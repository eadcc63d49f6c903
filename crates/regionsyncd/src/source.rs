//! Source-region workers backed by the source region's store.
//!
//! A worker holds a handle on one source region's store. Starting it probes
//! the store until its tables are visible; adding a table runs the
//! checkpointed initial copy before the table counts as streaming.

use std::collections::{BTreeSet, HashMap};
use std::path::{Path, PathBuf};
use std::sync::{Arc, Mutex, MutexGuard, PoisonError};

use async_trait::async_trait;
use tokio::task::JoinHandle;
use tracing::{debug, info, warn};

use regionsync_checkpoint::{
    CheckpointError, CheckpointStore, CopiedBatch, CopyError, InitOutcome, TableCopier,
    TableInitializer, with_retry,
};
use regionsync_core::{Region, RegionId};
use regionsync_orchestrator::{RegionWorker, WorkerError, WorkerFactory, WorkerState};
use regionsync_state::{StateStore, TableMetadata};
use regionsync_xlate::RegionIdTrans;

/// Resolve a configured store location against the data directory.
pub fn store_path(data_dir: &Path, store: &str) -> PathBuf {
    let path = Path::new(store);
    if path.is_absolute() {
        path.to_path_buf()
    } else {
        data_dir.join(path)
    }
}

/// Source stores opened so far, shared by every agent of the process.
///
/// A redb file can be opened only once per process, so agents hosted
/// together must share handles.
#[derive(Clone, Default)]
pub struct SourceStores {
    open: Arc<Mutex<HashMap<PathBuf, StateStore>>>,
}

impl SourceStores {
    pub fn new() -> Self {
        Self::default()
    }

    /// Register an already-open store under `path`.
    pub fn insert(&self, path: PathBuf, store: StateStore) {
        self.open
            .lock()
            .unwrap_or_else(PoisonError::into_inner)
            .insert(path, store);
    }

    pub fn open(&self, path: &Path) -> Result<StateStore, WorkerError> {
        let mut open = self.open.lock().unwrap_or_else(PoisonError::into_inner);
        if let Some(store) = open.get(path) {
            return Ok(store.clone());
        }
        let store = StateStore::open_existing(path)
            .map_err(|e| WorkerError(format!("opening {}: {e}", path.display())))?;
        open.insert(path.to_path_buf(), store.clone());
        Ok(store)
    }
}

/// Copier for deployments where the streaming engine backfills rows itself.
/// Nothing is copied here; initialization only records the checkpoint
/// lifecycle.
pub struct StreamOnlyCopier;

#[async_trait]
impl TableCopier for StreamOnlyCopier {
    async fn copy_batch(
        &self,
        _table: &str,
        _after: Option<&[u8]>,
    ) -> Result<Option<CopiedBatch>, CopyError> {
        Ok(None)
    }
}

struct Status {
    state: WorkerState,
    tables: BTreeSet<String>,
    failure: Option<String>,
}

pub struct SourceWorker {
    region: String,
    /// The source region's id in the served store's numbering.
    source_id: RegionId,
    source: StateStore,
    trans: Arc<RegionIdTrans>,
    checkpoints: CheckpointStore,
    copier: Arc<dyn TableCopier>,
    status: Arc<Mutex<Status>>,
    probe: Mutex<Option<JoinHandle<()>>>,
}

impl SourceWorker {
    /// Create the worker in `Starting` and probe the source store in the
    /// background.
    pub fn start(
        region: &str,
        source_id: RegionId,
        source: StateStore,
        trans: Arc<RegionIdTrans>,
        checkpoints: CheckpointStore,
        copier: Arc<dyn TableCopier>,
    ) -> Arc<Self> {
        let status = Arc::new(Mutex::new(Status {
            state: WorkerState::Starting,
            tables: BTreeSet::new(),
            failure: None,
        }));
        let probe = tokio::spawn(probe(
            region.to_string(),
            source.clone(),
            checkpoints.clone(),
            status.clone(),
        ));
        Arc::new(Self {
            region: region.to_string(),
            source_id,
            source,
            trans,
            checkpoints,
            copier,
            status,
            probe: Mutex::new(Some(probe)),
        })
    }

    fn status(&self) -> MutexGuard<'_, Status> {
        self.status.lock().unwrap_or_else(PoisonError::into_inner)
    }

    /// Mark the worker failed. The orchestrator treats it as an unexpected
    /// termination.
    fn fail(&self, cause: &str) {
        let mut status = self.status();
        status.state = WorkerState::Failed;
        status.failure = Some(cause.to_string());
    }

    fn classify(&self, e: CheckpointError) -> WorkerError {
        match e {
            CheckpointError::Copy { table, message } => {
                WorkerError(format!("copying {table} from {}: {message}", self.region))
            }
            e if e.is_cancelled() => WorkerError("initialization interrupted by shutdown".into()),
            e => {
                let cause = format!("store unavailable: {e}");
                self.fail(&cause);
                WorkerError(cause)
            }
        }
    }

    /// Local names of the regions `remote` lists, translated from the
    /// source's numbering. Ids the served store cannot place are skipped.
    fn upstream_regions(&self, remote: &TableMetadata) -> BTreeSet<String> {
        let mut names = BTreeSet::new();
        for id in &remote.regions {
            match self.trans.translate_entry(&self.region, *id) {
                Ok(entry) => {
                    names.insert(entry.local_name);
                }
                Err(e) => {
                    warn!(region = %self.region, table = %remote.name, source_id = id, error = %e, "region id not translated");
                }
            }
        }
        names
    }

    async fn initialize(&self, table: &TableMetadata) -> Result<(), WorkerError> {
        let remote = with_retry(
            "read source table",
            self.checkpoints.policy(),
            self.checkpoints.shutdown(),
            || self.source.get_table(&table.name),
        )
        .await
        .map_err(|e| self.classify(e))?;
        let Some(remote) = remote else {
            return Err(WorkerError(format!(
                "table {} does not exist in {}",
                table.name, self.region
            )));
        };

        let upstream = self.upstream_regions(&remote);
        debug!(region = %self.region, table = %table.name, ?upstream, "source table found");

        let initializer = TableInitializer::new(&self.checkpoints, self.copier.as_ref());
        let outcome = initializer
            .run(&self.region, self.source_id, table, remote.id)
            .await
            .map_err(|e| self.classify(e))?;
        match outcome {
            InitOutcome::Completed { rows, resumed } => {
                debug!(region = %self.region, table = %table.name, rows, resumed, "table initialized");
            }
            InitOutcome::AlreadyComplete => {
                debug!(region = %self.region, table = %table.name, "table already initialized");
            }
            InitOutcome::Abandoned(reason) => {
                return Err(WorkerError(format!("table {}: {reason}", table.name)));
            }
            InitOutcome::Interrupted { .. } => {
                return Err(WorkerError("initialization interrupted by shutdown".into()));
            }
        }

        self.status().tables.insert(table.name.clone());
        info!(region = %self.region, table = %table.name, "table streaming");
        Ok(())
    }
}

async fn probe(
    region: String,
    source: StateStore,
    checkpoints: CheckpointStore,
    status: Arc<Mutex<Status>>,
) {
    let result = with_retry(
        "probe source store",
        checkpoints.policy(),
        checkpoints.shutdown(),
        || source.list_tables(),
    )
    .await;

    let mut status = status.lock().unwrap_or_else(PoisonError::into_inner);
    if status.state != WorkerState::Starting {
        return;
    }
    match result {
        Ok(tables) => {
            status.state = WorkerState::Ready;
            info!(%region, tables = tables.len(), "source store reachable");
        }
        Err(e) => {
            warn!(%region, error = %e, "source store unreachable");
            status.state = WorkerState::Failed;
            status.failure = Some(format!("source store unreachable: {e}"));
        }
    }
}

#[async_trait]
impl RegionWorker for SourceWorker {
    fn region(&self) -> &str {
        &self.region
    }

    fn state(&self) -> WorkerState {
        self.status().state
    }

    fn failure(&self) -> Option<String> {
        self.status().failure.clone()
    }

    fn tables(&self) -> BTreeSet<String> {
        self.status().tables.clone()
    }

    async fn add_tables(&self, tables: &[TableMetadata]) -> Result<(), WorkerError> {
        let mut failed = Vec::new();
        for table in tables {
            if let Err(e) = self.initialize(table).await {
                failed.push(e.0);
            }
        }
        if failed.is_empty() {
            Ok(())
        } else {
            Err(WorkerError(failed.join("; ")))
        }
    }

    async fn remove_tables(&self, tables: &[TableMetadata]) -> Result<(), WorkerError> {
        let mut status = self.status();
        for table in tables {
            if status.tables.remove(&table.name) {
                info!(region = %self.region, table = %table.name, "table no longer streaming");
            }
        }
        Ok(())
    }

    async fn evolve_tables(&self, tables: &[TableMetadata]) -> Result<(), WorkerError> {
        for table in tables {
            let streaming = self.status().tables.contains(&table.name);
            if streaming {
                info!(
                    region = %self.region,
                    table = %table.name,
                    schema_version = table.schema_version,
                    "table schema evolved"
                );
            } else {
                self.initialize(table).await?;
            }
        }
        Ok(())
    }

    async fn shutdown(&self) {
        {
            let mut status = self.status();
            if matches!(status.state, WorkerState::Starting | WorkerState::Ready) {
                status.state = WorkerState::Stopping;
            }
        }
        let probe = self
            .probe
            .lock()
            .unwrap_or_else(PoisonError::into_inner)
            .take();
        if let Some(probe) = probe {
            probe.abort();
            let _ = probe.await;
        }
        let mut status = self.status();
        if status.state != WorkerState::Failed {
            status.state = WorkerState::Stopped;
        }
        debug!(region = %self.region, "source worker stopped");
    }
}

/// Creates [`SourceWorker`]s for configured source regions.
pub struct SourceWorkerFactory {
    data_dir: PathBuf,
    stores: SourceStores,
    trans: Arc<RegionIdTrans>,
    checkpoints: CheckpointStore,
    copier: Arc<dyn TableCopier>,
}

impl SourceWorkerFactory {
    pub fn new(
        data_dir: PathBuf,
        stores: SourceStores,
        trans: Arc<RegionIdTrans>,
        checkpoints: CheckpointStore,
    ) -> Self {
        Self {
            data_dir,
            stores,
            trans,
            checkpoints,
            copier: Arc::new(StreamOnlyCopier),
        }
    }

    pub fn with_copier(mut self, copier: Arc<dyn TableCopier>) -> Self {
        self.copier = copier;
        self
    }
}

#[async_trait]
impl WorkerFactory for SourceWorkerFactory {
    async fn create(&self, region: &Region) -> Result<Arc<dyn RegionWorker>, WorkerError> {
        let path = store_path(&self.data_dir, region.store());
        let source = self.stores.open(&path)?;
        let source_id = self
            .trans
            .local()
            .id_for(region.name())
            .map_err(|e| WorkerError(e.to_string()))?
            .ok_or_else(|| {
                WorkerError(format!("region {} has no id in the served store", region.name()))
            })?;
        if !self.trans.has_source(region.name()) {
            self.trans.add_source(region.name(), Arc::new(source.clone()));
        }

        info!(region = %region.name(), source_id, ?path, "starting source worker");
        let worker = SourceWorker::start(
            region.name(),
            source_id,
            source,
            self.trans.clone(),
            self.checkpoints.clone(),
            self.copier.clone(),
        );
        Ok(worker)
    }
}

**Task item**
Which lines of the records hold the string "BTreeSet"? Copy each one.

**Written solution**
use std::collections::{BTreeSet, HashMap};
    tables: BTreeSet<String>,
            tables: BTreeSet::new(),
    fn upstream_regions(&self, remote: &TableMetadata) -> BTreeSet<String> {
        let mut names = BTreeSet::new();
    fn tables(&self) -> BTreeSet<String> {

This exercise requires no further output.